If Glass Office supported Twinseal in bringing increased resilience to its operations, combined with GlasSave, Clear Thinking Software’s glass optimiser, it has also delivered a series of efficiencies. This has included allowing Twinseal to mix-in processing work alongside IGU manufacture in single batches.
“We took the decision to bring our glass processing business into this site in September,” Billy said. “We saw an opportunity for some marginal gains.
“You’re seeing a lot of bigger units. It doesn’t matter how carefully you optimise your cutting table, if you’re cutting glass for a 700mm x 2,000mm unit, you’re still going to generate offcuts. The sizes we were getting were difficult to use and we were wasting a lot of clear 6mm glass.
“Running processed glass alongside product for IGU manufacture, we’re able to re-use those off-cuts in processed work.
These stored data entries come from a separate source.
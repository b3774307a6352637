pub mod types;
pub mod hal;
pub mod spi_bus;
pub mod mock_hal;
#[cfg(feature = "pi-hardware")]
pub mod rppal_hal;
pub mod drv8305;

// Re-export the main types that users need
pub use types::{DriverError, Drv8305Config};
pub use drv8305::{Drv8305Driver, RegisterAddress, RegisterLayout, RegisterSnapshot, RegisterValue};

// Optionally expose lower-level access through a raw module
pub mod raw {
    pub use crate::drv8305::*;
    pub use crate::hal::*;
    pub use crate::spi_bus::*;
}
//! Raspberry Pi backend built on rppal.

use std::io;

use log::info;
use rppal::gpio::{Gpio, OutputPin};
use rppal::spi::{Bus, Mode, SlaveSelect, Spi};

use crate::hal::{ChipSelect, SpiPort};
use crate::types::{DriverError, Drv8305Config};

/// CPOL 0, CPHA 1. Fixed by the DRV8305.
pub const SPI_MODE: Mode = Mode::Mode1;

/// SPI implementation using rppal
pub struct RppalSpi {
    spi: Spi,
}

impl SpiPort for RppalSpi {
    fn transfer(
        &mut self,
        read_buffer: &mut [u8],
        write_buffer: &[u8],
    ) -> Result<usize, io::Error> {
        self.spi
            .transfer(read_buffer, write_buffer)
            .map_err(|e| io::Error::new(io::ErrorKind::Other, e))
    }
}

/// GPIO pin driven as chip select
pub struct RppalChipSelect {
    pin: OutputPin,
}

impl ChipSelect for RppalChipSelect {
    fn set_low(&mut self) -> Result<(), io::Error> {
        self.pin.set_low();
        Ok(())
    }

    fn set_high(&mut self) -> Result<(), io::Error> {
        self.pin.set_high();
        Ok(())
    }
}

fn spi_bus(bus: u8) -> Result<Bus, DriverError> {
    match bus {
        0 => Ok(Bus::Spi0),
        1 => Ok(Bus::Spi1),
        2 => Ok(Bus::Spi2),
        3 => Ok(Bus::Spi3),
        4 => Ok(Bus::Spi4),
        5 => Ok(Bus::Spi5),
        6 => Ok(Bus::Spi6),
        _ => Err(DriverError::ConfigurationError(format!("Invalid SPI bus: {}", bus))),
    }
}

/// Open the SPI bus and chip-select pin named in `config`.
///
/// IMPORTANT: The hardware slave select `Ss0` is claimed only because rppal needs one.
/// Chip select is driven manually on `config.cs_pin`, so the physical CE0 pin must be
/// left unconnected from the DRV8305 nSCS input.
pub fn open(config: &Drv8305Config) -> Result<(RppalSpi, RppalChipSelect), DriverError> {
    config.validate()?;

    let spi = Spi::new(
        spi_bus(config.spi_bus)?,
        SlaveSelect::Ss0,
        config.clock_speed_hz,
        SPI_MODE,
    )?;
    // Idle high so the chip is deselected until the first exchange.
    let pin = Gpio::new()?.get(config.cs_pin)?.into_output_high();

    info!(
        "Opened DRV8305 on SPI{} at {} Hz, chip select on GPIO {}",
        config.spi_bus, config.clock_speed_hz, config.cs_pin
    );
    Ok((RppalSpi { spi }, RppalChipSelect { pin }))
}
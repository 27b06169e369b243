use tracing_subscriber::{layer::SubscriberExt, util::SubscriberInitExt, EnvFilter};

pub fn init_cli_logger(verbose: bool) {
    let filter = if verbose {
        EnvFilter::try_from_default_env()
            .unwrap_or_else(|_| EnvFilter::new("sudoku_validator=debug,info"))
    } else {
        EnvFilter::try_from_default_env().unwrap_or_else(|_| EnvFilter::new("sudoku_validator=info"))
    };

    tracing_subscriber::registry()
        .with(filter)
        .with(
            tracing_subscriber::fmt::layer()
                .with_target(false)
                .with_thread_ids(false)
                .with_file(false)
                .with_line_number(false)
                .compact(),
        )
        .init();
}
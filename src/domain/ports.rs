use crate::domain::model::{Grid, ValidationOutcome};
use crate::utils::error::Result;
use async_trait::async_trait;

pub trait Storage: Send + Sync {
    fn read_file(&self, path: &str) -> impl std::future::Future<Output = Result<Vec<u8>>> + Send;
    fn write_file(
        &self,
        path: &str,
        data: &[u8],
    ) -> impl std::future::Future<Output = Result<()>> + Send;
}

pub trait ConfigProvider: Send + Sync {
    fn grid_path(&self) -> &str;
    fn output_path(&self) -> &str;
    fn workers(&self) -> usize;
}

#[async_trait]
pub trait Pipeline: Send + Sync {
    async fn extract(&self) -> Result<Grid>;
    async fn validate(&self, grid: Grid) -> Result<ValidationOutcome>;
    async fn report(&self, outcome: &ValidationOutcome) -> Result<String>;
}
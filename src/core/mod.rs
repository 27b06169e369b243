pub mod engine;
pub mod pipeline;

pub use crate::domain::model::{Grid, ValidationOutcome, ValidationReport, Verdict};
pub use crate::domain::ports::{ConfigProvider, Pipeline, Storage};
pub use crate::utils::error::Result;
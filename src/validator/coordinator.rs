use std::sync::atomic::{AtomicBool, Ordering};
use std::sync::Arc;
use std::thread;
use std::time::{Duration, Instant};

use crossbeam_channel::{unbounded, Receiver, Sender};

use crate::domain::model::{Grid, UnitError, UnitId, Verdict, GRID_SIZE, UNIT_COUNT};
use crate::validator::event::ValidationEvent;
use crate::validator::unit::check_unit;

/// Result of one unit check, sent back to the aggregation loop.
#[derive(Debug, Clone, Copy)]
struct UnitOutcome {
    unit: UnitId,
    result: Result<(), UnitError>,
}

/// What one coordinator run produced, verdict plus run counters.
#[derive(Debug, Clone)]
pub struct ValidationSummary {
    pub verdict: Verdict,
    pub units_checked: usize,
    pub workers: usize,
    pub elapsed: Duration,
}

/// Fans the 27 unit checks out over a fixed worker pool and reduces the
/// outcomes into a single verdict.
///
/// Workers only read the grid (shared behind `Arc`); every outcome travels
/// back over a channel, so aggregation needs no lock. The first invalid
/// outcome raises the abort flag, which workers consult between units,
/// never mid-unit.
pub struct Coordinator {
    workers: usize,
    abort_flag: Arc<AtomicBool>,
}

impl Coordinator {
    /// `workers == 0` means one per CPU. The pool is clamped to the unit
    /// count: more workers than units is pure overhead.
    pub fn new(workers: usize) -> Self {
        let resolved = if workers == 0 {
            num_cpus::get()
        } else {
            workers
        };

        Self {
            workers: resolved.clamp(1, UNIT_COUNT),
            abort_flag: Arc::new(AtomicBool::new(false)),
        }
    }

    pub fn workers(&self) -> usize {
        self.workers
    }

    pub fn is_aborted(&self) -> bool {
        self.abort_flag.load(Ordering::Relaxed)
    }

    /// Validates every unit of the grid and reduces to one verdict.
    /// Units are dispatched in canonical order (rows, columns, blocks),
    /// so a single-worker run reports the canonically first failing unit.
    pub fn run(&self, grid: Grid, event_tx: Sender<ValidationEvent>) -> ValidationSummary {
        let started = Instant::now();
        let grid = Arc::new(grid);

        let (task_tx, task_rx) = unbounded::<UnitId>();
        let (outcome_tx, outcome_rx) = unbounded::<UnitOutcome>();

        for unit in UnitId::all() {
            // cannot fail: task_rx is alive until after the loop
            let _ = task_tx.send(unit);
        }
        drop(task_tx);

        let mut handles = Vec::with_capacity(self.workers);
        for _ in 0..self.workers {
            let grid = Arc::clone(&grid);
            let task_rx = task_rx.clone();
            let outcome_tx = outcome_tx.clone();
            let abort = Arc::clone(&self.abort_flag);
            handles.push(thread::spawn(move || {
                worker_loop(&grid, &task_rx, &outcome_tx, &abort)
            }));
        }
        drop(task_rx);
        drop(outcome_tx);

        let summary = self.aggregate(&outcome_rx, &event_tx, started);

        for handle in handles {
            if handle.join().is_err() {
                tracing::warn!("validation worker panicked");
            }
        }

        let _ = event_tx.send(ValidationEvent::Finished(summary.verdict));
        summary
    }

    /// Single convergence point: receives outcomes until all workers are
    /// done, keeping the first invalid one as the verdict.
    fn aggregate(
        &self,
        outcome_rx: &Receiver<UnitOutcome>,
        event_tx: &Sender<ValidationEvent>,
        started: Instant,
    ) -> ValidationSummary {
        let mut verdict = Verdict::Valid;
        let mut units_checked = 0;
        let mut class_passed = [0usize; 3];

        for outcome in outcome_rx.iter() {
            units_checked += 1;
            let _ = event_tx.send(ValidationEvent::UnitChecked {
                unit: outcome.unit,
                ok: outcome.result.is_ok(),
            });

            match outcome.result {
                Ok(()) => {
                    let passed = &mut class_passed[outcome.unit.kind as usize];
                    *passed += 1;
                    if *passed == GRID_SIZE {
                        let _ = event_tx.send(ValidationEvent::ClassValidated(outcome.unit.kind));
                    }
                }
                Err(error) => {
                    if verdict.is_valid() {
                        verdict = Verdict::Invalid {
                            unit: outcome.unit,
                            error,
                        };
                        // cooperative cancellation of the remaining units
                        self.abort_flag.store(true, Ordering::Relaxed);
                    }
                }
            }
        }

        ValidationSummary {
            verdict,
            units_checked,
            workers: self.workers,
            elapsed: started.elapsed(),
        }
    }
}

fn worker_loop(
    grid: &Grid,
    task_rx: &Receiver<UnitId>,
    outcome_tx: &Sender<UnitOutcome>,
    abort: &AtomicBool,
) {
    // The abort flag is only consulted between units; a unit scan always
    // runs to its own verdict.
    while !abort.load(Ordering::Relaxed) {
        let unit = match task_rx.recv() {
            Ok(unit) => unit,
            Err(_) => break,
        };

        let values = grid.unit_values(unit);
        let result = check_unit(&values);

        if outcome_tx.send(UnitOutcome { unit, result }).is_err() {
            break;
        }
    }
}
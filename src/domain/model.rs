use chrono::{DateTime, Utc};
use serde::{Deserialize, Serialize};
use std::fmt;
use thiserror::Error;

/// Side length of the grid and of every unit.
pub const GRID_SIZE: usize = 9;
/// Side length of one block.
pub const BLOCK_SIZE: usize = 3;
/// Cells in a full grid.
pub const CELL_COUNT: usize = GRID_SIZE * GRID_SIZE;
/// Rows + columns + blocks.
pub const UNIT_COUNT: usize = 3 * GRID_SIZE;

#[derive(Error, Debug, Clone, Copy, PartialEq, Eq)]
pub enum ParseError {
    #[error("input contains only {found} digits, {} required", CELL_COUNT)]
    InsufficientDigits { found: usize },
}

/// Failure detected within a single nine-cell unit.
#[derive(Error, Debug, Clone, Copy, PartialEq, Eq, Serialize, Deserialize)]
pub enum UnitError {
    #[error("value {0} is outside 1-9")]
    OutOfRange(u8),

    #[error("digit {0} appears more than once")]
    Duplicate(u8),
}

#[derive(Debug, Clone, Copy, PartialEq, Eq, Hash, Serialize, Deserialize)]
#[serde(rename_all = "lowercase")]
pub enum UnitKind {
    Row,
    Column,
    Block,
}

impl UnitKind {
    pub fn all() -> [UnitKind; 3] {
        [UnitKind::Row, UnitKind::Column, UnitKind::Block]
    }

    pub fn plural(&self) -> &'static str {
        match self {
            UnitKind::Row => "Rows",
            UnitKind::Column => "Columns",
            UnitKind::Block => "Blocks",
        }
    }
}

impl fmt::Display for UnitKind {
    fn fmt(&self, f: &mut fmt::Formatter<'_>) -> fmt::Result {
        match self {
            UnitKind::Row => write!(f, "row"),
            UnitKind::Column => write!(f, "column"),
            UnitKind::Block => write!(f, "block"),
        }
    }
}

/// Names one of the 27 units. The cell coordinates it covers are derived
/// from kind + index, never stored.
#[derive(Debug, Clone, Copy, PartialEq, Eq, Hash, Serialize, Deserialize)]
pub struct UnitId {
    pub kind: UnitKind,
    pub index: usize,
}

impl UnitId {
    pub fn new(kind: UnitKind, index: usize) -> Self {
        debug_assert!(index < GRID_SIZE);
        Self { kind, index }
    }

    /// All 27 units in canonical order: rows 0-8, columns 0-8, blocks 0-8.
    pub fn all() -> impl Iterator<Item = UnitId> {
        UnitKind::all()
            .into_iter()
            .flat_map(|kind| (0..GRID_SIZE).map(move |index| UnitId::new(kind, index)))
    }

    /// The nine (row, column) coordinates this unit covers.
    pub fn cells(&self) -> [(usize, usize); GRID_SIZE] {
        let mut cells = [(0, 0); GRID_SIZE];
        match self.kind {
            UnitKind::Row => {
                for (col, cell) in cells.iter_mut().enumerate() {
                    *cell = (self.index, col);
                }
            }
            UnitKind::Column => {
                for (row, cell) in cells.iter_mut().enumerate() {
                    *cell = (row, self.index);
                }
            }
            UnitKind::Block => {
                let base_row = (self.index / BLOCK_SIZE) * BLOCK_SIZE;
                let base_col = (self.index % BLOCK_SIZE) * BLOCK_SIZE;
                for (i, cell) in cells.iter_mut().enumerate() {
                    *cell = (base_row + i / BLOCK_SIZE, base_col + i % BLOCK_SIZE);
                }
            }
        }
        cells
    }
}

impl fmt::Display for UnitId {
    fn fmt(&self, f: &mut fmt::Formatter<'_>) -> fmt::Result {
        write!(f, "{} {}", self.kind, self.index)
    }
}

/// A fully populated 9x9 grid. Immutable once parsed; validation only
/// ever reads it.
#[derive(Debug, Clone, PartialEq, Eq)]
pub struct Grid {
    cells: [[u8; GRID_SIZE]; GRID_SIZE],
}

impl Grid {
    /// Scans the input left to right, keeping bytes '1'-'9' and treating
    /// everything else as a separator, and fills the grid row-major.
    pub fn parse(input: &[u8]) -> Result<Self, ParseError> {
        let mut cells = [[0u8; GRID_SIZE]; GRID_SIZE];
        let mut filled = 0;

        for &byte in input {
            if filled == CELL_COUNT {
                break;
            }
            if matches!(byte, b'1'..=b'9') {
                cells[filled / GRID_SIZE][filled % GRID_SIZE] = byte - b'0';
                filled += 1;
            }
        }

        if filled < CELL_COUNT {
            return Err(ParseError::InsufficientDigits { found: filled });
        }

        Ok(Self { cells })
    }

    pub fn from_rows(cells: [[u8; GRID_SIZE]; GRID_SIZE]) -> Self {
        Self { cells }
    }

    pub fn value(&self, row: usize, col: usize) -> u8 {
        self.cells[row][col]
    }

    /// The nine values of one unit, in that unit's scan order.
    pub fn unit_values(&self, unit: UnitId) -> [u8; GRID_SIZE] {
        let mut values = [0u8; GRID_SIZE];
        for (slot, (row, col)) in values.iter_mut().zip(unit.cells()) {
            *slot = self.cells[row][col];
        }
        values
    }
}

impl fmt::Display for Grid {
    fn fmt(&self, f: &mut fmt::Formatter<'_>) -> fmt::Result {
        for (i, row) in self.cells.iter().enumerate() {
            if i > 0 {
                writeln!(f)?;
            }
            let line: Vec<String> = row.iter().map(|v| v.to_string()).collect();
            write!(f, "{}", line.join(" "))?;
        }
        Ok(())
    }
}

/// Final determination for a full grid.
#[derive(Debug, Clone, Copy, PartialEq, Eq)]
pub enum Verdict {
    Valid,
    Invalid { unit: UnitId, error: UnitError },
}

impl Verdict {
    pub fn is_valid(&self) -> bool {
        matches!(self, Verdict::Valid)
    }
}

impl fmt::Display for Verdict {
    fn fmt(&self, f: &mut fmt::Formatter<'_>) -> fmt::Result {
        match self {
            Verdict::Valid => write!(f, "Grid is valid"),
            Verdict::Invalid { unit, error } => write!(f, "Invalid {}: {}", unit, error),
        }
    }
}

#[derive(Debug, Clone, Serialize, Deserialize)]
pub struct UnitFailure {
    pub unit: UnitId,
    pub error: UnitError,
    pub message: String,
}

/// Serializable summary of one validation run.
#[derive(Debug, Clone, Serialize, Deserialize)]
pub struct ValidationReport {
    pub valid: bool,
    pub failure: Option<UnitFailure>,
    pub units_checked: usize,
    pub workers: usize,
    pub duration_ms: u64,
    pub completed_at: DateTime<Utc>,
}

/// Verdict plus report, handed from the validate stage to the report stage.
#[derive(Debug, Clone)]
pub struct ValidationOutcome {
    pub verdict: Verdict,
    pub report: ValidationReport,
}
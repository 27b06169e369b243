use crate::domain::model::ParseError;
use thiserror::Error;

#[derive(Error, Debug)]
pub enum ValidatorError {
    #[error("Grid parsing failed: {0}")]
    ParseError(#[from] ParseError),

    #[error("IO error: {0}")]
    IoError(#[from] std::io::Error),

    #[error("Serialization error: {0}")]
    SerializationError(#[from] serde_json::Error),

    #[error("Configuration file error: {0}")]
    ConfigFileError(#[from] toml::de::Error),

    #[error("Worker task failed: {0}")]
    TaskError(#[from] tokio::task::JoinError),

    #[error("Invalid value for {field}: '{value}' ({reason})")]
    InvalidConfigValueError {
        field: String,
        value: String,
        reason: String,
    },

    #[error("Missing required configuration: {field}")]
    MissingConfigError { field: String },
}

pub type Result<T> = std::result::Result<T, ValidatorError>;
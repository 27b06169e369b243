pub mod cli;
pub mod toml_config;

#[cfg(feature = "cli")]
use crate::core::ConfigProvider;
#[cfg(feature = "cli")]
use crate::domain::model::UNIT_COUNT;
#[cfg(feature = "cli")]
use crate::utils::error::Result;
#[cfg(feature = "cli")]
use crate::utils::validation::{
    validate_non_empty_string, validate_path, validate_range, validate_required_field, Validate,
};
#[cfg(feature = "cli")]
use clap::Parser;
#[cfg(feature = "cli")]
use serde::{Deserialize, Serialize};

#[cfg(feature = "cli")]
#[derive(Debug, Clone, Serialize, Deserialize, Parser)]
#[command(name = "sudoku-validator")]
#[command(about = "Validates a completed 9x9 sudoku grid")]
pub struct CliConfig {
    /// Grid file: 81 digits 1-9 in row order, any other bytes are separators
    #[arg(required_unless_present = "config")]
    pub grid_file: Option<String>,

    #[arg(long, default_value = "./output")]
    pub output_path: String,

    /// Worker threads for unit checks (0 = one per CPU)
    #[arg(long, default_value = "0")]
    pub workers: usize,

    /// Read settings from a TOML file instead of CLI flags
    #[arg(long)]
    pub config: Option<String>,

    #[arg(long, help = "Enable verbose output")]
    pub verbose: bool,

    #[arg(long, help = "Log process statistics per phase")]
    pub monitor: bool,
}

#[cfg(feature = "cli")]
impl ConfigProvider for CliConfig {
    fn grid_path(&self) -> &str {
        self.grid_file.as_deref().unwrap_or_default()
    }

    fn output_path(&self) -> &str {
        &self.output_path
    }

    fn workers(&self) -> usize {
        self.workers
    }
}

#[cfg(feature = "cli")]
impl Validate for CliConfig {
    fn validate(&self) -> Result<()> {
        let grid_file = validate_required_field("grid_file", &self.grid_file)?;
        validate_non_empty_string("grid_file", grid_file)?;
        validate_path("grid_file", grid_file)?;
        validate_path("output_path", &self.output_path)?;
        validate_range("workers", self.workers, 0, UNIT_COUNT)?;
        Ok(())
    }
}

#[cfg(all(test, feature = "cli"))]
mod tests {
    use super::*;

    fn base_config() -> CliConfig {
        CliConfig {
            grid_file: Some("grid.txt".to_string()),
            output_path: "./output".to_string(),
            workers: 0,
            config: None,
            verbose: false,
            monitor: false,
        }
    }

    #[test]
    fn test_valid_config_passes() {
        assert!(base_config().validate().is_ok());
    }

    #[test]
    fn test_missing_grid_file_fails() {
        let mut config = base_config();
        config.grid_file = None;
        assert!(config.validate().is_err());
    }

    #[test]
    fn test_too_many_workers_fails() {
        let mut config = base_config();
        config.workers = UNIT_COUNT + 1;
        assert!(config.validate().is_err());
    }
}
The optimiser mixes it all up in the cutting line and then the labelling and colour coding system used in Glass Office puts everything back into order again,” he said.
GlasSave is designed to work with a range of glass cutting tables, helping to maximise outputs from 3,210 x 2,250/2,550mm sheets as well as full jumbo 6,000 x 3,210mm sheets, creating clear cutting plans based on daily production requirements.
In addition to this, it also takes into consideration the available space for sorting and storing cut glass, nesting shapes (for example balustrades) wherever possible, also storing and re-using off-cuts, where appropriate to do so.
This delivers significant efficiency savings compared to manual cutting of between 15% and 30%.
“Software isn’t cheap, but then neither is hardware or glass or time,” Billy said. “The efficiency gains don’t have to be big percentages to become a big figure over time. It’s about identifying marginal wins and letting them add up.
“Glass Office and GlasSave allows us to work the data and filter it, and extract what we need to, to identify those gains.”